**PROVIDED DATA:**
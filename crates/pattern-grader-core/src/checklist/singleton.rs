//! # Singleton Checklist
//!
//! Verifies the single-instance lifecycle: a closed constructor, one static
//! accessor, identical instances from sequential and concurrent calls, and
//! behavior beyond instance management.

use super::{CheckItem, Checklist, ProbeContext, Verdict};
use crate::concurrency::{ConcurrencyOutcome, ConcurrencyProbe};
use crate::manifest::MemberDescriptor;
use crate::predicates::matcher;
use crate::prober::MemberHandle;
use crate::types::ProbeError;

pub const LABEL: &str = "Singleton Pattern";

/// The six singleton items, in order.
pub fn checklist() -> Checklist {
    Checklist::new(
        LABEL,
        vec![
            CheckItem::new("Target type", target_exists),
            CheckItem::new("Closed constructor", closed_constructor),
            CheckItem::new("Static accessor", static_accessor),
            CheckItem::new("Sequential identity", sequential_identity),
            CheckItem::new("Concurrent identity", concurrent_identity),
            CheckItem::new("Own behavior", own_behavior),
        ],
    )
}

// =============================================================================
// PREDICATES
// =============================================================================

/// Static, parameterless, reachable, and returns the target type itself.
#[must_use]
pub fn is_static_accessor(member: &MemberDescriptor, target: &str) -> bool {
    member.is_static
        && member.arity() == 0
        && member.visibility.is_accessible()
        && member.returns == target
}

/// A declared member that is neither the accessor nor a platform default.
#[must_use]
pub fn is_own_behavior(member: &MemberDescriptor, target: &str, defaults: &[String]) -> bool {
    !member.inherited
        && !is_static_accessor(member, target)
        && !defaults.iter().any(|name| *name == member.name)
}

/// The target's static accessor, or why there is none.
pub(crate) fn accessor<'a>(ctx: &ProbeContext<'a>) -> Result<MemberHandle<'a>, ProbeError> {
    let target = ctx.config.singleton.target.as_str();
    let handle = ctx.prober.resolve_type(target)?;
    ctx.prober.require_member(
        handle,
        &matcher(format!("a static zero-argument accessor returning {target}"), |m| {
            is_static_accessor(m, target)
        }),
    )
}

// =============================================================================
// ITEMS
// =============================================================================

/// Item 1: the target type exists.
pub fn target_exists(ctx: &ProbeContext<'_>) -> Result<Verdict, ProbeError> {
    let handle = ctx.prober.resolve_type(&ctx.config.singleton.target)?;
    Ok(Verdict::pass(format!("{} exists", handle.name())))
}

/// Item 2: at least one constructor is not public.
pub fn closed_constructor(ctx: &ProbeContext<'_>) -> Result<Verdict, ProbeError> {
    let target = &ctx.config.singleton.target;
    let handle = ctx.prober.resolve_type(target)?;
    let closed = handle
        .constructors()
        .iter()
        .any(|ctor| !ctor.visibility.is_public());

    Ok(Verdict::check(
        closed,
        format!("{target} has a non-public constructor"),
        format!("{target} should have a private constructor to prevent external instantiation"),
    ))
}

/// Item 3: exactly one static accessor.
pub fn static_accessor(ctx: &ProbeContext<'_>) -> Result<Verdict, ProbeError> {
    let target = ctx.config.singleton.target.as_str();
    let handle = ctx.prober.resolve_type(target)?;
    let accessors = ctx.prober.find_members(
        handle,
        &matcher("static accessor", |m| is_static_accessor(m, target)),
    );

    Ok(match accessors.as_slice() {
        [only] => Verdict::pass(format!("{target} has static accessor {}()", only.name())),
        [] => Verdict::fail(format!(
            "{target} should have a static accessor that returns the {target} instance"
        )),
        many => Verdict::fail(format!(
            "{target} should have exactly one static accessor, found {}",
            many.len()
        ))
        .with_detail(format!(
            "Accessors: {}",
            many.iter().map(|m| m.name()).collect::<Vec<_>>().join(", ")
        )),
    })
}

/// Item 4: two sequential calls return the identical instance.
pub fn sequential_identity(ctx: &ProbeContext<'_>) -> Result<Verdict, ProbeError> {
    let member = accessor(ctx)?;
    let first = ctx.prober.invoke(None, member, &[])?;
    let second = ctx.prober.invoke(None, member, &[])?;

    let same = match (first.as_instance(), second.as_instance()) {
        (Some(a), Some(b)) => a.same_instance(b),
        _ => false,
    };
    Ok(Verdict::check(
        same,
        format!("{}() returns the same instance", member.name()),
        format!("{}() should always return the same instance", member.name()),
    ))
}

/// Item 5: concurrent callers all receive one instance within the bound.
pub fn concurrent_identity(ctx: &ProbeContext<'_>) -> Result<Verdict, ProbeError> {
    let cfg = &ctx.config.singleton;
    let member = accessor(ctx)?;
    let shared = ctx.prober.shared_accessor(member)?;
    let outcome = ConcurrencyProbe::new(cfg.callers, cfg.timeout_ms).run(&shared);

    if let ConcurrencyOutcome::TimedOut {
        completed,
        callers,
        timeout_ms,
    } = outcome
    {
        return Err(ProbeError::Timeout {
            operation: format!(
                "Thread-safety check of {}() (inconclusive, {completed} of {callers} callers finished)",
                member.name()
            ),
            timeout_ms,
        });
    }

    Ok(if outcome.is_consistent() {
        Verdict::pass(format!(
            "Single instance is thread-safe (one instance across {} concurrent callers)",
            cfg.callers
        ))
    } else {
        Verdict::fail(format!("Single instance is not thread-safe: {outcome}"))
    })
}

/// Item 6: at least one member beyond the accessor and platform defaults.
pub fn own_behavior(ctx: &ProbeContext<'_>) -> Result<Verdict, ProbeError> {
    let cfg = &ctx.config.singleton;
    let handle = ctx.prober.resolve_type(&cfg.target)?;
    let target = cfg.target.as_str();
    let members = ctx.prober.find_members(
        handle,
        &matcher("own behavior", |m| {
            is_own_behavior(m, target, &cfg.default_members)
        }),
    );

    if members.is_empty() {
        return Ok(Verdict::fail(format!(
            "{target} should have members beyond instance management"
        )));
    }
    let names: Vec<_> = members.iter().map(|m| m.name()).collect();
    Ok(
        Verdict::pass(format!("{target} has behavior separated from instance management"))
            .with_detail(format!("Business members found: {}", names.join(", "))),
    )
}

// =============================================================================
// TESTS
// =============================================================================

#[cfg(test)]
#[allow(clippy::unwrap_used)]
mod tests {
    use super::*;
    use crate::types::{ParamKind, Visibility};

    #[test]
    fn accessor_shape() {
        let good = MemberDescriptor::static_method("getInstance").returns("NodeManager");
        assert!(is_static_accessor(&good, "NodeManager"));

        let instance_level = MemberDescriptor::method("getInstance").returns("NodeManager");
        let with_param = good.clone().param(ParamKind::Text);
        let hidden = good.clone().visibility(Visibility::Private);
        let wrong_type = MemberDescriptor::static_method("getInstance").returns("Object");
        assert!(!is_static_accessor(&instance_level, "NodeManager"));
        assert!(!is_static_accessor(&with_param, "NodeManager"));
        assert!(!is_static_accessor(&hidden, "NodeManager"));
        assert!(!is_static_accessor(&wrong_type, "NodeManager"));
    }

    #[test]
    fn own_behavior_excludes_defaults() {
        let defaults = vec!["toString".to_string(), "hashCode".to_string()];
        let accessor = MemberDescriptor::static_method("getInstance").returns("NodeManager");
        let to_string = MemberDescriptor::method("toString").returns("String");
        let inherited = MemberDescriptor::method("clone").inherited();
        let add_node = MemberDescriptor::method("addNode").param(ParamKind::Text);

        assert!(!is_own_behavior(&accessor, "NodeManager", &defaults));
        assert!(!is_own_behavior(&to_string, "NodeManager", &defaults));
        assert!(!is_own_behavior(&inherited, "NodeManager", &defaults));
        assert!(is_own_behavior(&add_node, "NodeManager", &defaults));
    }

    #[test]
    fn concurrency_timeout_is_a_timeout_failure() {
        use crate::config::GradingConfig;
        use crate::manifest::{Manifest, TypeDescriptor};
        use crate::prober::Prober;
        use crate::types::{Instance, Value};
        use std::sync::Arc;
        use std::time::Duration;

        let manifest = Manifest::new("demo").with_type(
            TypeDescriptor::class("NodeManager").member(
                MemberDescriptor::static_method("getInstance")
                    .returns("NodeManager")
                    .body(|_, _| {
                        std::thread::sleep(Duration::from_millis(500));
                        Ok(Value::Object(Instance::new("NodeManager", ())))
                    }),
            ),
        );
        let prober = Prober::new(Arc::new(manifest));
        let mut config = GradingConfig::default();
        config.singleton.callers = 4;
        config.singleton.timeout_ms = 20;
        let ctx = ProbeContext::new(&prober, &config);

        let err = concurrent_identity(&ctx).unwrap_err();
        assert!(matches!(err, ProbeError::Timeout { timeout_ms: 20, .. }));
        assert!(err.to_string().contains("inconclusive"));

        let result = checklist().run(&ctx);
        assert_eq!(result.total(), 6);
        assert!(!result.entries()[4].is_pass());
    }

    #[test]
    fn checklist_has_six_items() {
        assert_eq!(checklist().len(), 6);
    }
}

**REQUIRED ACTION:** Each line of the listing that contains the word "ProbeError" must be copied.

**SOLUTION TO THIS TASK:**
use crate::types::ProbeError;
pub(crate) fn accessor<'a>(ctx: &ProbeContext<'a>) -> Result<MemberHandle<'a>, ProbeError> {
pub fn target_exists(ctx: &ProbeContext<'_>) -> Result<Verdict, ProbeError> {
pub fn closed_constructor(ctx: &ProbeContext<'_>) -> Result<Verdict, ProbeError> {
pub fn static_accessor(ctx: &ProbeContext<'_>) -> Result<Verdict, ProbeError> {
pub fn sequential_identity(ctx: &ProbeContext<'_>) -> Result<Verdict, ProbeError> {
pub fn concurrent_identity(ctx: &ProbeContext<'_>) -> Result<Verdict, ProbeError> {
        return Err(ProbeError::Timeout {
pub fn own_behavior(ctx: &ProbeContext<'_>) -> Result<Verdict, ProbeError> {
        assert!(matches!(err, ProbeError::Timeout { timeout_ms: 20, .. }));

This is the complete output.